* _Task description_
Your job is to copy every line in the material containing the word "listener".

* _Records to use_
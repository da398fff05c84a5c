use crate::auth::AuthState;
use crate::codec::{self, FilterDraft, LabelLookup};
use crate::error::{Error, Result};
use crate::gateway::Gateway;
use crate::models::{Filter, Label, LabelType};
use std::sync::Arc;
use tokio::sync::watch;
use tracing::{debug, warn};

/// Sole owner of the cached filters and labels of the signed-in account.
///
/// Caches are replaced wholesale on every fetch. Operations are not guarded
/// against concurrent use; the UI issues them one at a time.
pub struct FilterStore {
    gateway: Arc<dyn Gateway>,
    auth: watch::Receiver<AuthState>,
    filters: Vec<Filter>,
    labels: Vec<Label>,
}

impl FilterStore {
    pub fn new(gateway: Arc<dyn Gateway>, auth: watch::Receiver<AuthState>) -> Self {
        Self {
            gateway,
            auth,
            filters: Vec::new(),
            labels: Vec::new(),
        }
    }

    fn ensure_authenticated(&self) -> Result<()> {
        if self.auth.borrow().is_authenticated() {
            Ok(())
        } else {
            Err(Error::AuthRequired)
        }
    }

    pub fn filters(&self) -> &[Filter] {
        &self.filters
    }

    pub fn labels(&self) -> &[Label] {
        &self.labels
    }

    /// Labels a new filter may add or remove. System labels are excluded.
    pub fn assignable_labels(&self) -> impl Iterator<Item = &Label> {
        self.labels.iter().filter(|l| l.label_type == LabelType::User)
    }

    pub fn label_lookup(&self) -> LabelLookup<'_> {
        LabelLookup::new(self.labels())
    }

    pub async fn list(&mut self) -> Result<&[Filter]> {
        self.ensure_authenticated()?;
        let filters = self.gateway.list_filters().await?;
        debug!("Loaded {} filters", filters.len());
        self.filters = filters;
        Ok(&self.filters)
    }

    /// Encodes and submits the draft, then reloads the whole list so the cache
    /// carries server-assigned ids. The draft itself is never modified.
    pub async fn create(&mut self, draft: &FilterDraft) -> Result<Filter> {
        self.ensure_authenticated()?;
        let filter = codec::encode(draft);
        let created = self.gateway.create_filter(&filter).await?;
        debug!("Created filter {:?}", created.id);

        if let Err(e) = self.list().await {
            warn!("Filter created but reloading filters failed: {}", e);
        }
        Ok(created)
    }

    pub async fn delete(&mut self, filter_id: &str) -> Result<()> {
        self.ensure_authenticated()?;
        self.gateway.delete_filter(filter_id).await?;
        self.filters.retain(|f| f.id.as_deref() != Some(filter_id));
        debug!("Deleted filter {}", filter_id);
        Ok(())
    }

    pub async fn list_labels(&mut self) -> Result<&[Label]> {
        self.ensure_authenticated()?;
        let labels = self.gateway.list_labels().await?;
        debug!("Loaded {} labels", labels.len());
        self.labels = labels;
        Ok(&self.labels)
    }
}
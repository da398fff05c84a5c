use thiserror::Error;

#[derive(Error, Debug, Clone, PartialEq, Eq)]
pub enum Error {
    /// Gateway or network unreachable. Always recoverable.
    #[error("Connection error: {0}")]
    Transport(String),
    #[error("Not authenticated with Gmail")]
    AuthRequired,
    #[error("No credentials saved")]
    CredentialsRequired,
    /// The mail service refused the request; carries its error detail verbatim.
    #[error("{0}")]
    RemoteRejected(String),
    #[error("Invalid credentials: {0}")]
    InvalidCredentials(String),
    #[error("Storage error: {0}")]
    Storage(String),
}

impl From<keyring::Error> for Error {
    fn from(e: keyring::Error) -> Self {
        Error::Storage(format!("Keyring error: {}", e))
    }
}

impl From<serde_json::Error> for Error {
    fn from(e: serde_json::Error) -> Self {
        Error::Storage(format!("Serialization error: {}", e))
    }
}

pub type Result<T> = std::result::Result<T, Error>;
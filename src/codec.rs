//! Conversion between the editable filter draft and the canonical filter
//! representation accepted by Gmail.
//!
//! Canonical filters only carry the fields that actually constrain or act:
//! empty strings, `false` flags and empty label lists are dropped rather than
//! sent as explicit "off" values. Nothing here validates that a filter makes
//! sense; the mail service is the authority on that.

use crate::models::{Filter, FilterAction, FilterCriteria, Label};
use std::collections::HashMap;

#[derive(Debug, Clone, PartialEq, Eq)]
pub struct CriteriaDraft {
    pub from: String,
    pub to: String,
    pub subject: String,
    pub query: String,
    pub has_attachment: bool,
    pub exclude_chats: bool,
}

impl Default for CriteriaDraft {
    fn default() -> Self {
        Self {
            from: String::new(),
            to: String::new(),
            subject: String::new(),
            query: String::new(),
            has_attachment: false,
            // Chats are excluded unless the user opts in.
            exclude_chats: true,
        }
    }
}

#[derive(Debug, Clone, Default, PartialEq, Eq)]
pub struct ActionDraft {
    pub add_label_ids: Vec<String>,
    pub remove_label_ids: Vec<String>,
    pub forward: String,
    pub mark_as_read: bool,
    pub mark_as_important: bool,
    pub delete: bool,
    pub never_spam: bool,
}

/// User-editable filter. `FilterDraft::default()` is the blank form.
#[derive(Debug, Clone, Default, PartialEq, Eq)]
pub struct FilterDraft {
    pub criteria: CriteriaDraft,
    pub action: ActionDraft,
}

fn non_empty(value: &str) -> Option<String> {
    (!value.is_empty()).then(|| value.to_string())
}

/// Normalizes a draft into the minimal canonical filter. The result has no id.
pub fn encode(draft: &FilterDraft) -> Filter {
    let c = &draft.criteria;
    let a = &draft.action;

    Filter {
        id: None,
        criteria: FilterCriteria {
            from: non_empty(&c.from),
            to: non_empty(&c.to),
            subject: non_empty(&c.subject),
            query: non_empty(&c.query),
            has_attachment: c.has_attachment,
            exclude_chats: c.exclude_chats,
        },
        action: FilterAction {
            add_label_ids: a.add_label_ids.clone(),
            remove_label_ids: a.remove_label_ids.clone(),
            forward: non_empty(&a.forward),
            mark_as_read: a.mark_as_read,
            mark_as_important: a.mark_as_important,
            delete: a.delete,
            never_spam: a.never_spam,
        },
    }
}

/// A single present field of a canonical filter, ready for display.
#[derive(Debug, Clone, PartialEq, Eq)]
pub enum Rule {
    From(String),
    To(String),
    Subject(String),
    Query(String),
    HasAttachment,
    ExcludeChats,
    AddLabel(String),
    RemoveLabel(String),
    Forward(String),
    MarkAsRead,
    MarkAsImportant,
    Delete,
    NeverSpam,
}

impl Rule {
    pub fn is_criterion(&self) -> bool {
        matches!(
            self,
            Rule::From(_)
                | Rule::To(_)
                | Rule::Subject(_)
                | Rule::Query(_)
                | Rule::HasAttachment
                | Rule::ExcludeChats
        )
    }

    pub fn describe(&self, labels: &LabelLookup<'_>) -> String {
        match self {
            Rule::From(v) => format!("From: {}", v),
            Rule::To(v) => format!("To: {}", v),
            Rule::Subject(v) => format!("Subject: {}", v),
            Rule::Query(v) => format!("Query: {}", v),
            Rule::HasAttachment => "Has attachment".to_string(),
            Rule::ExcludeChats => "Exclude chats".to_string(),
            Rule::AddLabel(id) => format!("Add label: {}", labels.name(id)),
            Rule::RemoveLabel(id) => format!("Remove label: {}", labels.name(id)),
            Rule::Forward(v) => format!("Forward to: {}", v),
            Rule::MarkAsRead => "Mark as read".to_string(),
            Rule::MarkAsImportant => "Mark as important".to_string(),
            Rule::Delete => "Delete".to_string(),
            Rule::NeverSpam => "Never mark as spam".to_string(),
        }
    }
}

/// Lists the present fields of a canonical filter, criteria first. Absent
/// fields produce nothing; defaults are not reconstructed.
pub fn decode(filter: &Filter) -> Vec<Rule> {
    let c = &filter.criteria;
    let a = &filter.action;
    let mut rules = Vec::new();

    if let Some(v) = &c.from {
        rules.push(Rule::From(v.clone()));
    }
    if let Some(v) = &c.to {
        rules.push(Rule::To(v.clone()));
    }
    if let Some(v) = &c.subject {
        rules.push(Rule::Subject(v.clone()));
    }
    if let Some(v) = &c.query {
        rules.push(Rule::Query(v.clone()));
    }
    if c.has_attachment {
        rules.push(Rule::HasAttachment);
    }
    if c.exclude_chats {
        rules.push(Rule::ExcludeChats);
    }

    rules.extend(a.add_label_ids.iter().cloned().map(Rule::AddLabel));
    rules.extend(a.remove_label_ids.iter().cloned().map(Rule::RemoveLabel));
    if let Some(v) = &a.forward {
        rules.push(Rule::Forward(v.clone()));
    }
    if a.mark_as_read {
        rules.push(Rule::MarkAsRead);
    }
    if a.mark_as_important {
        rules.push(Rule::MarkAsImportant);
    }
    if a.delete {
        rules.push(Rule::Delete);
    }
    if a.never_spam {
        rules.push(Rule::NeverSpam);
    }

    rules
}

/// Label id → display name, falling back to the raw id.
pub struct LabelLookup<'a> {
    names: HashMap<&'a str, String>,
}

impl<'a> LabelLookup<'a> {
    pub fn new(labels: &'a [Label]) -> Self {
        Self {
            names: labels
                .iter()
                .map(|l| (l.id.as_str(), l.display_name()))
                .collect(),
        }
    }

    pub fn name<'b>(&'b self, id: &'b str) -> &'b str {
        self.names.get(id).map(String::as_str).unwrap_or(id)
    }
}
use crate::error::Result;
use crate::models::{AuthStatus, CredentialSet, Filter, Label};
use async_trait::async_trait;

/// Everything that needs the network or the secret store. Implementations
/// own validation of credentials and of filter contents.
#[async_trait]
pub trait Gateway: Send + Sync {
    async fn check_auth_status(&self) -> Result<AuthStatus>;
    async fn get_credentials(&self) -> Result<Option<CredentialSet>>;
    async fn save_credentials(&self, credentials: &CredentialSet) -> Result<()>;
    /// Starts the consent flow and returns the URL the user has to visit.
    /// Any current session is discarded.
    async fn authorization_url(&self) -> Result<String>;
    async fn list_filters(&self) -> Result<Vec<Filter>>;
    async fn list_labels(&self) -> Result<Vec<Label>>;
    async fn create_filter(&self, filter: &Filter) -> Result<Filter>;
    async fn delete_filter(&self, filter_id: &str) -> Result<()>;
}

pub trait BrowserLauncher: Send + Sync {
    fn open(&self, url: &str) -> std::io::Result<()>;
}

pub struct SystemBrowser;

impl BrowserLauncher for SystemBrowser {
    fn open(&self, url: &str) -> std::io::Result<()> {
        open::that(url)
    }
}
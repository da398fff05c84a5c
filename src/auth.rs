use crate::error::{Error, Result};
use crate::gateway::{BrowserLauncher, Gateway};
use crate::models::{AuthStatus, CredentialSet};
use std::sync::Arc;
use tokio::sync::watch;
use tracing::{info, warn};

#[derive(Debug, Clone, Copy, PartialEq, Eq, Default)]
pub enum AuthState {
    #[default]
    NoCredentials,
    CredentialsSavedUnauthenticated,
    Authenticated,
}

impl AuthState {
    /// A session without credentials is not a session.
    pub fn from_status(status: AuthStatus) -> Self {
        match (status.has_credentials, status.is_authenticated) {
            (false, _) => AuthState::NoCredentials,
            (true, false) => AuthState::CredentialsSavedUnauthenticated,
            (true, true) => AuthState::Authenticated,
        }
    }

    pub fn is_authenticated(self) -> bool {
        self == AuthState::Authenticated
    }
}

/// Tracks whether credentials and a session exist. Completion of the browser
/// consent flow is only noticed when `check_status` is called again.
pub struct AuthStateMachine {
    gateway: Arc<dyn Gateway>,
    browser: Box<dyn BrowserLauncher>,
    state: watch::Sender<AuthState>,
}

impl AuthStateMachine {
    pub fn new(gateway: Arc<dyn Gateway>, browser: Box<dyn BrowserLauncher>) -> Self {
        let (state, _) = watch::channel(AuthState::NoCredentials);
        Self {
            gateway,
            browser,
            state,
        }
    }

    pub fn state(&self) -> AuthState {
        *self.state.borrow()
    }

    pub fn subscribe(&self) -> watch::Receiver<AuthState> {
        self.state.subscribe()
    }

    fn transition(&self, next: AuthState) {
        let prev = self.state.send_replace(next);
        if prev != next {
            info!("Auth state {:?} -> {:?}", prev, next);
        }
    }

    pub async fn check_status(&self) -> Result<AuthState> {
        let status = self.gateway.check_auth_status().await?;
        self.transition(AuthState::from_status(status));
        Ok(self.state())
    }

    pub async fn load_credentials(&self) -> Result<Option<CredentialSet>> {
        self.gateway.get_credentials().await
    }

    /// Empty fields are passed through; the gateway decides what is valid.
    pub async fn save_credentials(&self, credentials: &CredentialSet) -> Result<()> {
        self.gateway.save_credentials(credentials).await?;
        self.transition(AuthState::CredentialsSavedUnauthenticated);
        Ok(())
    }

    /// Fetches the consent URL and opens it in the browser. The URL is
    /// returned even when the browser could not be launched.
    ///
    /// Starting a consent flow discards any current session, so an
    /// authenticated machine falls back to `CredentialsSavedUnauthenticated`
    /// until `check_status` sees the new token.
    pub async fn begin_authorization(&self) -> Result<String> {
        if self.state() == AuthState::NoCredentials {
            return Err(Error::CredentialsRequired);
        }

        let url = self.gateway.authorization_url().await?;
        if self.state() == AuthState::Authenticated {
            self.transition(AuthState::CredentialsSavedUnauthenticated);
        }
        if let Err(e) = self.browser.open(&url) {
            warn!("Failed to open browser: {}. Visit {} manually.", e, url);
        }
        Ok(url)
    }
}

#[cfg(test)]
mod tests {
    use super::*;
    use crate::gateway::fake::FakeGateway;
    use std::sync::Mutex;

    #[derive(Clone, Default)]
    struct RecordingBrowser {
        opened: Arc<Mutex<Vec<String>>>,
        broken: bool,
    }

    impl BrowserLauncher for RecordingBrowser {
        fn open(&self, url: &str) -> std::io::Result<()> {
            if self.broken {
                return Err(std::io::Error::other("no display"));
            }
            self.opened.lock().unwrap().push(url.to_string());
            Ok(())
        }
    }

    fn machine(gateway: Arc<FakeGateway>, browser: RecordingBrowser) -> AuthStateMachine {
        AuthStateMachine::new(gateway, Box::new(browser))
    }

    fn credentials() -> CredentialSet {
        CredentialSet {
            client_id: "id".to_string(),
            client_secret: "secret".to_string(),
            redirect_uri: "http://localhost:3000/auth/callback".to_string(),
        }
    }

    #[test]
    fn test_state_from_status_requires_credentials_for_session() {
        let status = |has_credentials, is_authenticated| AuthStatus {
            has_credentials,
            is_authenticated,
        };
        assert_eq!(AuthState::from_status(status(false, false)), AuthState::NoCredentials);
        assert_eq!(AuthState::from_status(status(false, true)), AuthState::NoCredentials);
        assert_eq!(
            AuthState::from_status(status(true, false)),
            AuthState::CredentialsSavedUnauthenticated
        );
        assert_eq!(AuthState::from_status(status(true, true)), AuthState::Authenticated);
    }

    #[tokio::test]
    async fn test_check_status_syncs_state_and_notifies_subscribers() {
        let gateway = Arc::new(FakeGateway::authenticated());
        let auth = machine(gateway.clone(), RecordingBrowser::default());
        let rx = auth.subscribe();

        assert_eq!(auth.check_status().await, Ok(AuthState::Authenticated));
        assert_eq!(*rx.borrow(), AuthState::Authenticated);
    }

    #[tokio::test]
    async fn test_check_status_failure_keeps_prior_state() {
        let gateway = Arc::new(FakeGateway::authenticated());
        let auth = machine(gateway.clone(), RecordingBrowser::default());
        auth.check_status().await.unwrap();

        gateway.fail_next(Error::Transport("gateway down".to_string()));
        assert_eq!(
            auth.check_status().await,
            Err(Error::Transport("gateway down".to_string()))
        );
        assert_eq!(auth.state(), AuthState::Authenticated);
    }

    #[tokio::test]
    async fn test_save_credentials_moves_to_saved_state() {
        let gateway = Arc::new(FakeGateway::default());
        let auth = machine(gateway.clone(), RecordingBrowser::default());

        auth.save_credentials(&credentials()).await.unwrap();
        assert_eq!(auth.state(), AuthState::CredentialsSavedUnauthenticated);
        assert_eq!(*gateway.credentials.lock().unwrap(), Some(credentials()));
    }

    #[tokio::test]
    async fn test_save_credentials_sends_empty_fields_to_gateway() {
        let gateway = Arc::new(FakeGateway::default());
        let auth = machine(gateway.clone(), RecordingBrowser::default());

        gateway.fail_next(Error::InvalidCredentials("client_id is empty".to_string()));
        let result = auth.save_credentials(&CredentialSet::default()).await;

        assert_eq!(
            result,
            Err(Error::InvalidCredentials("client_id is empty".to_string()))
        );
        assert_eq!(gateway.calls(), vec!["save_credentials"]);
        assert_eq!(auth.state(), AuthState::NoCredentials);
    }

    #[tokio::test]
    async fn test_begin_authorization_requires_credentials() {
        let gateway = Arc::new(FakeGateway::default());
        let auth = machine(gateway.clone(), RecordingBrowser::default());

        assert_eq!(auth.begin_authorization().await, Err(Error::CredentialsRequired));
        assert!(gateway.calls().is_empty());
    }

    #[tokio::test]
    async fn test_begin_authorization_opens_browser_without_completing() {
        let gateway = Arc::new(FakeGateway::default());
        let browser = RecordingBrowser::default();
        let auth = machine(gateway.clone(), browser.clone());
        auth.save_credentials(&credentials()).await.unwrap();

        let url = auth.begin_authorization().await.unwrap();

        assert_eq!(*browser.opened.lock().unwrap(), vec![url]);
        assert_eq!(auth.state(), AuthState::CredentialsSavedUnauthenticated);
    }

    #[tokio::test]
    async fn test_begin_authorization_from_authenticated_drops_session() {
        let gateway = Arc::new(FakeGateway::authenticated());
        let auth = machine(gateway.clone(), RecordingBrowser::default());
        let rx = auth.subscribe();
        auth.check_status().await.unwrap();

        auth.begin_authorization().await.unwrap();

        assert_eq!(auth.state(), AuthState::CredentialsSavedUnauthenticated);
        assert_eq!(*rx.borrow(), AuthState::CredentialsSavedUnauthenticated);

        // The consent screen was completed.
        gateway.status.lock().unwrap().is_authenticated = true;
        assert_eq!(auth.check_status().await, Ok(AuthState::Authenticated));
    }

    #[tokio::test]
    async fn test_failed_authorization_keeps_session() {
        let gateway = Arc::new(FakeGateway::authenticated());
        let auth = machine(gateway.clone(), RecordingBrowser::default());
        auth.check_status().await.unwrap();

        gateway.fail_next(Error::Transport("no route".to_string()));
        assert!(auth.begin_authorization().await.is_err());
        assert_eq!(auth.state(), AuthState::Authenticated);
    }

    #[tokio::test]
    async fn test_begin_authorization_survives_browser_failure() {
        let gateway = Arc::new(FakeGateway::default());
        let browser = RecordingBrowser {
            broken: true,
            ..Default::default()
        };
        let auth = machine(gateway.clone(), browser);
        auth.save_credentials(&credentials()).await.unwrap();

        assert_eq!(
            auth.begin_authorization().await,
            Ok("https://accounts.example.test/consent".to_string())
        );
    }
}
#[cfg(test)]
mod tests {
    use super::*;
    use google_gmail1::oauth2::storage::TokenInfo;
    use serde_json::json;
    use std::time::Duration;
    use tokio::time::timeout;

    #[derive(Default)]
    struct MemoryStorage {
        token: Mutex<Option<TokenInfo>>,
    }

    #[async_trait]
    impl TokenStorage for MemoryStorage {
        async fn set(&self, _scopes: &[&str], token: TokenInfo) -> anyhow::Result<()> {
            *self.token.lock().unwrap() = Some(token);
            Ok(())
        }

        async fn get(&self, _scopes: &[&str]) -> Option<TokenInfo> {
            self.token.lock().unwrap().clone()
        }
    }

    fn free_port() -> u16 {
        let listener = std::net::TcpListener::bind("127.0.0.1:0").unwrap();
        listener.local_addr().unwrap().port()
    }

    async fn authenticator(
        consent: &ConsentFlow,
        creds: &CredentialSet,
    ) -> DefaultAuthenticator {
        build_authenticator(
            creds,
            consent.delegate(&creds.redirect_uri),
            Box::new(MemoryStorage::default()),
        )
        .await
        .unwrap()
    }

    fn credentials(redirect_uri: &str) -> CredentialSet {
        CredentialSet {
            client_id: "123.apps.googleusercontent.com".to_string(),
            client_secret: "shh".to_string(),
            redirect_uri: redirect_uri.to_string(),
        }
    }

    #[test]
    fn test_validate_credentials_returns_redirect_port() {
        assert_eq!(
            validate_credentials(&credentials("http://localhost:3000/auth/callback")),
            Ok(3000)
        );
        assert_eq!(validate_credentials(&credentials("http://localhost/cb")), Ok(80));
    }

    #[test]
    fn test_validate_credentials_rejects_blank_fields() {
        let mut creds = credentials("http://localhost:3000/auth/callback");
        creds.client_secret = "  ".to_string();
        assert_eq!(
            validate_credentials(&creds),
            Err(Error::InvalidCredentials("Client Secret is required".to_string()))
        );
        assert!(matches!(
            validate_credentials(&credentials("not a url")),
            Err(Error::InvalidCredentials(_))
        ));
    }

    #[test]
    fn test_boolean_actions_map_to_system_labels() {
        let filter = Filter {
            id: None,
            criteria: FilterCriteria {
                from: Some("a@b.com".to_string()),
                exclude_chats: true,
                ..Default::default()
            },
            action: FilterAction {
                add_label_ids: vec!["Label_1".to_string()],
                mark_as_read: true,
                mark_as_important: true,
                delete: true,
                never_spam: true,
                ..Default::default()
            },
        };

        let api_filter = to_api_filter(&filter);
        let action = api_filter.action.clone().unwrap();
        assert_eq!(
            action.add_label_ids,
            Some(vec!["Label_1".to_string(), IMPORTANT.to_string(), TRASH.to_string()])
        );
        assert_eq!(
            action.remove_label_ids,
            Some(vec![UNREAD.to_string(), SPAM.to_string()])
        );
        let criteria = api_filter.criteria.clone().unwrap();
        assert_eq!(criteria.has_attachment, None);
        assert_eq!(criteria.exclude_chats, Some(true));

        assert_eq!(from_api_filter(api_filter), filter);
    }

    #[test]
    fn test_from_api_filter_drops_empty_values() {
        let api_filter = api::Filter {
            id: Some("ANe1Bmj".to_string()),
            criteria: Some(api::FilterCriteria {
                from: Some(String::new()),
                query: Some("list:dev.example.org".to_string()),
                has_attachment: Some(false),
                ..Default::default()
            }),
            action: Some(api::FilterAction {
                remove_label_ids: Some(vec!["INBOX".to_string()]),
                add_label_ids: Some(vec![]),
                ..Default::default()
            }),
            ..Default::default()
        };

        let filter = from_api_filter(api_filter);
        assert_eq!(
            serde_json::to_value(&filter).unwrap(),
            json!({
                "id": "ANe1Bmj",
                "criteria": { "query": "list:dev.example.org" },
                "action": { "removeLabelIds": ["INBOX"] }
            })
        );
    }

    #[test]
    fn test_api_error_classification() {
        let rejected = api_error(
            "Failed to create filter",
            google_gmail1::Error::BadRequest(json!({
                "error": { "code": 400, "message": "Filter doesn't have any criteria" }
            })),
        );
        assert_eq!(
            rejected,
            Error::RemoteRejected("Filter doesn't have any criteria".to_string())
        );

        let expired = api_error(
            "Failed to list filters",
            google_gmail1::Error::BadRequest(json!({
                "error": { "code": 401, "message": "Invalid Credentials" }
            })),
        );
        assert_eq!(expired, Error::AuthRequired);

        assert!(matches!(
            api_error("Failed to list labels", google_gmail1::Error::Cancelled),
            Error::Transport(_)
        ));
    }

    #[tokio::test]
    async fn test_consent_url_carries_saved_redirect_uri() {
        let redirect = format!("http://localhost:{}/auth/callback", free_port());
        let creds = credentials(&redirect);
        let consent = ConsentFlow::default();
        let auth = authenticator(&consent, &creds).await;

        let url = timeout(Duration::from_secs(5), consent.start(auth))
            .await
            .unwrap()
            .unwrap();

        let url = Url::parse(&url).unwrap();
        let sent: Vec<String> = url
            .query_pairs()
            .filter(|(key, _)| key == "redirect_uri")
            .map(|(_, value)| value.into_owned())
            .collect();
        assert_eq!(sent, vec![redirect]);
        consent.abort_pending().await;
    }

    #[tokio::test]
    async fn test_restarting_consent_releases_redirect_port() {
        let creds = credentials(&format!("http://localhost:{}/auth/callback", free_port()));
        let consent = ConsentFlow::default();
        let auth = authenticator(&consent, &creds).await;

        let first = timeout(Duration::from_secs(5), consent.start(auth.clone())).await;
        assert!(matches!(first, Ok(Ok(_))));

        // The first flow still listens on the port until it is replaced.
        let second = timeout(Duration::from_secs(5), consent.start(auth)).await;
        assert!(matches!(second, Ok(Ok(_))));
        consent.abort_pending().await;
    }

    #[tokio::test]
    async fn test_call_needing_consent_ends_with_auth_required() {
        let creds = credentials(&format!("http://localhost:{}/auth/callback", free_port()));
        let consent = ConsentFlow::default();
        let auth = authenticator(&consent, &creds).await;

        let call = consent.guard(async {
            auth.token(SCOPES)
                .await
                .map(|_| ())
                .map_err(|e| Error::Transport(e.to_string()))
        });
        let result = timeout(Duration::from_secs(5), call).await;

        assert_eq!(result, Ok(Err(Error::AuthRequired)));
    }

    #[tokio::test]
    async fn test_guard_passes_through_results() {
        let consent = ConsentFlow::default();
        assert_eq!(consent.guard(async { Ok(7) }).await, Ok(7));
        assert_eq!(
            consent
                .guard(async { Err::<(), _>(Error::RemoteRejected("nope".to_string())) })
                .await,
            Err(Error::RemoteRejected("nope".to_string()))
        );
    }

    #[test]
    fn test_delegate_reports_saved_redirect_uri() {
        let consent = ConsentFlow::default();
        let delegate = consent.delegate("http://localhost:3000/auth/callback");
        assert_eq!(
            delegate.redirect_uri(),
            Some("http://localhost:3000/auth/callback")
        );
    }
}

* _Answer to this exercise_
        let listener = std::net::TcpListener::bind("127.0.0.1:0").unwrap();
        listener.local_addr().unwrap().port()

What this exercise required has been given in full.